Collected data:
.....
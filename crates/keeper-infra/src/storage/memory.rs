//! In-memory blob store.
//!
//! Backs `backend = "memory"` and tests that need a real `BlobStore`
//! without touching disk or network. Contents are lost on drop.

use dashmap::DashMap;
use dashmap::mapref::entry::Entry;
use uuid::Uuid;

use keeper_core::storage::blob_store::BlobStore;
use keeper_types::error::StorageError;
use keeper_types::storage::{ObjectVersion, StoredObject, WriteCondition};

/// `DashMap`-backed implementation of `BlobStore`.
///
/// Each write gets a fresh UUID v7 version. Preconditions are checked and
/// applied under the map's shard lock, so conditional writes are atomic.
#[derive(Default)]
pub struct InMemoryBlobStore {
    objects: DashMap<String, StoredObject>,
}

impl InMemoryBlobStore {
    pub fn new() -> Self {
        Self::default()
    }

    /// Number of stored objects.
    pub fn len(&self) -> usize {
        self.objects.len()
    }

    pub fn is_empty(&self) -> bool {
        self.objects.is_empty()
    }
}

impl BlobStore for InMemoryBlobStore {
    fn name(&self) -> &str {
        "memory"
    }

    async fn get_object(&self, key: &str) -> Result<StoredObject, StorageError> {
        self.objects
            .get(key)
            .map(|object| object.value().clone())
            .ok_or(StorageError::NotFound)
    }

    async fn put_object(
        &self,
        key: &str,
        body: Vec<u8>,
        condition: &WriteCondition,
    ) -> Result<ObjectVersion, StorageError> {
        let version = ObjectVersion::new(Uuid::now_v7().to_string());
        let object = StoredObject {
            body,
            version: version.clone(),
        };

        match self.objects.entry(key.to_string()) {
            Entry::Occupied(mut occupied) => {
                if !condition.is_satisfied_by(Some(&occupied.get().version)) {
                    return Err(StorageError::PreconditionFailed);
                }
                occupied.insert(object);
            }
            Entry::Vacant(vacant) => {
                if !condition.is_satisfied_by(None) {
                    return Err(StorageError::PreconditionFailed);
                }
                vacant.insert(object);
            }
        }

        tracing::trace!(key, version = %version, "stored object in memory");
        Ok(version)
    }
}

#[cfg(test)]
mod tests {
    use super::*;

    #[tokio::test]
    async fn test_put_get_roundtrip() {
        let store = InMemoryBlobStore::new();
        let version = store
            .put_object("k", b"hello".to_vec(), &WriteCondition::Unconditional)
            .await
            .unwrap();

        let object = store.get_object("k").await.unwrap();
        assert_eq!(object.body, b"hello");
        assert_eq!(object.version, version);
        assert_eq!(store.len(), 1);
    }

    #[tokio::test]
    async fn test_get_missing_is_not_found() {
        let store = InMemoryBlobStore::new();
        assert_eq!(
            store.get_object("missing").await.unwrap_err(),
            StorageError::NotFound
        );
        assert!(store.is_empty());
    }

    #[tokio::test]
    async fn test_every_write_gets_new_version() {
        let store = InMemoryBlobStore::new();
        let v1 = store
            .put_object("k", b"a".to_vec(), &WriteCondition::Unconditional)
            .await
            .unwrap();
        let v2 = store
            .put_object("k", b"a".to_vec(), &WriteCondition::Unconditional)
            .await
            .unwrap();
        assert_ne!(v1, v2);
    }

    #[tokio::test]
    async fn test_if_match_rejects_stale_version() {
        let store = InMemoryBlobStore::new();
        let v1 = store
            .put_object("k", b"a".to_vec(), &WriteCondition::Unconditional)
            .await
            .unwrap();
        store
            .put_object("k", b"b".to_vec(), &WriteCondition::IfMatch(v1.clone()))
            .await
            .unwrap();

        let err = store
            .put_object("k", b"c".to_vec(), &WriteCondition::IfMatch(v1))
            .await
            .unwrap_err();
        assert_eq!(err, StorageError::PreconditionFailed);
        assert_eq!(store.get_object("k").await.unwrap().body, b"b");
    }

    #[tokio::test]
    async fn test_if_absent() {
        let store = InMemoryBlobStore::new();
        store
            .put_object("k", b"a".to_vec(), &WriteCondition::IfAbsent)
            .await
            .unwrap();
        let err = store
            .put_object("k", b"b".to_vec(), &WriteCondition::IfAbsent)
            .await
            .unwrap_err();
        assert_eq!(err, StorageError::PreconditionFailed);
    }

    #[tokio::test]
    async fn test_if_match_on_missing_object_fails() {
        let store = InMemoryBlobStore::new();
        let err = store
            .put_object(
                "k",
                b"a".to_vec(),
                &WriteCondition::IfMatch(ObjectVersion::new("v1")),
            )
            .await
            .unwrap_err();
        assert_eq!(err, StorageError::PreconditionFailed);
        assert!(store.is_empty());
    }
}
.....
■ **What is needed**: Every entry should be output again exactly as written.

■ **Response area**:
filename crates/keeper-infra/src/storage/memory.rs
//! In-memory blob store.
//!
//! Backs `backend = "memory"` and tests that need a real `BlobStore`
//! without touching disk or network. Contents are lost on drop.

use dashmap::DashMap;
use dashmap::mapref::entry::Entry;
use uuid::Uuid;

use keeper_core::storage::blob_store::BlobStore;
use keeper_types::error::StorageError;
use keeper_types::storage::{ObjectVersion, StoredObject, WriteCondition};

/// `DashMap`-backed implementation of `BlobStore`.
///
/// Each write gets a fresh UUID v7 version. Preconditions are checked and
/// applied under the map's shard lock, so conditional writes are atomic.
#[derive(Default)]
pub struct InMemoryBlobStore {
    objects: DashMap<String, StoredObject>,
}

impl InMemoryBlobStore {
    pub fn new() -> Self {
        Self::default()
    }

    /// Number of stored objects.
    pub fn len(&self) -> usize {
        self.objects.len()
    }

    pub fn is_empty(&self) -> bool {
        self.objects.is_empty()
    }
}

impl BlobStore for InMemoryBlobStore {
    fn name(&self) -> &str {
        "memory"
    }

    async fn get_object(&self, key: &str) -> Result<StoredObject, StorageError> {
        self.objects
            .get(key)
            .map(|object| object.value().clone())
            .ok_or(StorageError::NotFound)
    }

    async fn put_object(
        &self,
        key: &str,
        body: Vec<u8>,
        condition: &WriteCondition,
    ) -> Result<ObjectVersion, StorageError> {
        let version = ObjectVersion::new(Uuid::now_v7().to_string());
        let object = StoredObject {
            body,
            version: version.clone(),
        };

        match self.objects.entry(key.to_string()) {
            Entry::Occupied(mut occupied) => {
                if !condition.is_satisfied_by(Some(&occupied.get().version)) {
                    return Err(StorageError::PreconditionFailed);
                }
                occupied.insert(object);
            }
            Entry::Vacant(vacant) => {
                if !condition.is_satisfied_by(None) {
                    return Err(StorageError::PreconditionFailed);
                }
                vacant.insert(object);
            }
        }

        tracing::trace!(key, version = %version, "stored object in memory");
        Ok(version)
    }
}

#[cfg(test)]
mod tests {
    use super::*;

    #[tokio::test]
    async fn test_put_get_roundtrip() {
        let store = InMemoryBlobStore::new();
        let version = store
            .put_object("k", b"hello".to_vec(), &WriteCondition::Unconditional)
            .await
            .unwrap();

        let object = store.get_object("k").await.unwrap();
        assert_eq!(object.body, b"hello");
        assert_eq!(object.version, version);
        assert_eq!(store.len(), 1);
    }

    #[tokio::test]
    async fn test_get_missing_is_not_found() {
        let store = InMemoryBlobStore::new();
        assert_eq!(
            store.get_object("missing").await.unwrap_err(),
            StorageError::NotFound
        );
        assert!(store.is_empty());
    }

    #[tokio::test]
    async fn test_every_write_gets_new_version() {
        let store = InMemoryBlobStore::new();
        let v1 = store
            .put_object("k", b"a".to_vec(), &WriteCondition::Unconditional)
            .await
            .unwrap();
        let v2 = store
            .put_object("k", b"a".to_vec(), &WriteCondition::Unconditional)
            .await
            .unwrap();
        assert_ne!(v1, v2);
    }

    #[tokio::test]
    async fn test_if_match_rejects_stale_version() {
        let store = InMemoryBlobStore::new();
        let v1 = store
            .put_object("k", b"a".to_vec(), &WriteCondition::Unconditional)
            .await
            .unwrap();
        store
            .put_object("k", b"b".to_vec(), &WriteCondition::IfMatch(v1.clone()))
            .await
            .unwrap();

        let err = store
            .put_object("k", b"c".to_vec(), &WriteCondition::IfMatch(v1))
            .await
            .unwrap_err();
        assert_eq!(err, StorageError::PreconditionFailed);
        assert_eq!(store.get_object("k").await.unwrap().body, b"b");
    }

    #[tokio::test]
    async fn test_if_absent() {
        let store = InMemoryBlobStore::new();
        store
            .put_object("k", b"a".to_vec(), &WriteCondition::IfAbsent)
            .await
            .unwrap();
        let err = store
            .put_object("k", b"b".to_vec(), &WriteCondition::IfAbsent)
            .await
            .unwrap_err();
        assert_eq!(err, StorageError::PreconditionFailed);
    }

    #[tokio::test]
    async fn test_if_match_on_missing_object_fails() {
        let store = InMemoryBlobStore::new();
        let err = store
            .put_object(
                "k",
                b"a".to_vec(),
                &WriteCondition::IfMatch(ObjectVersion::new("v1")),
            )
            .await
            .unwrap_err();
        assert_eq!(err, StorageError::PreconditionFailed);
        assert!(store.is_empty());
    }
}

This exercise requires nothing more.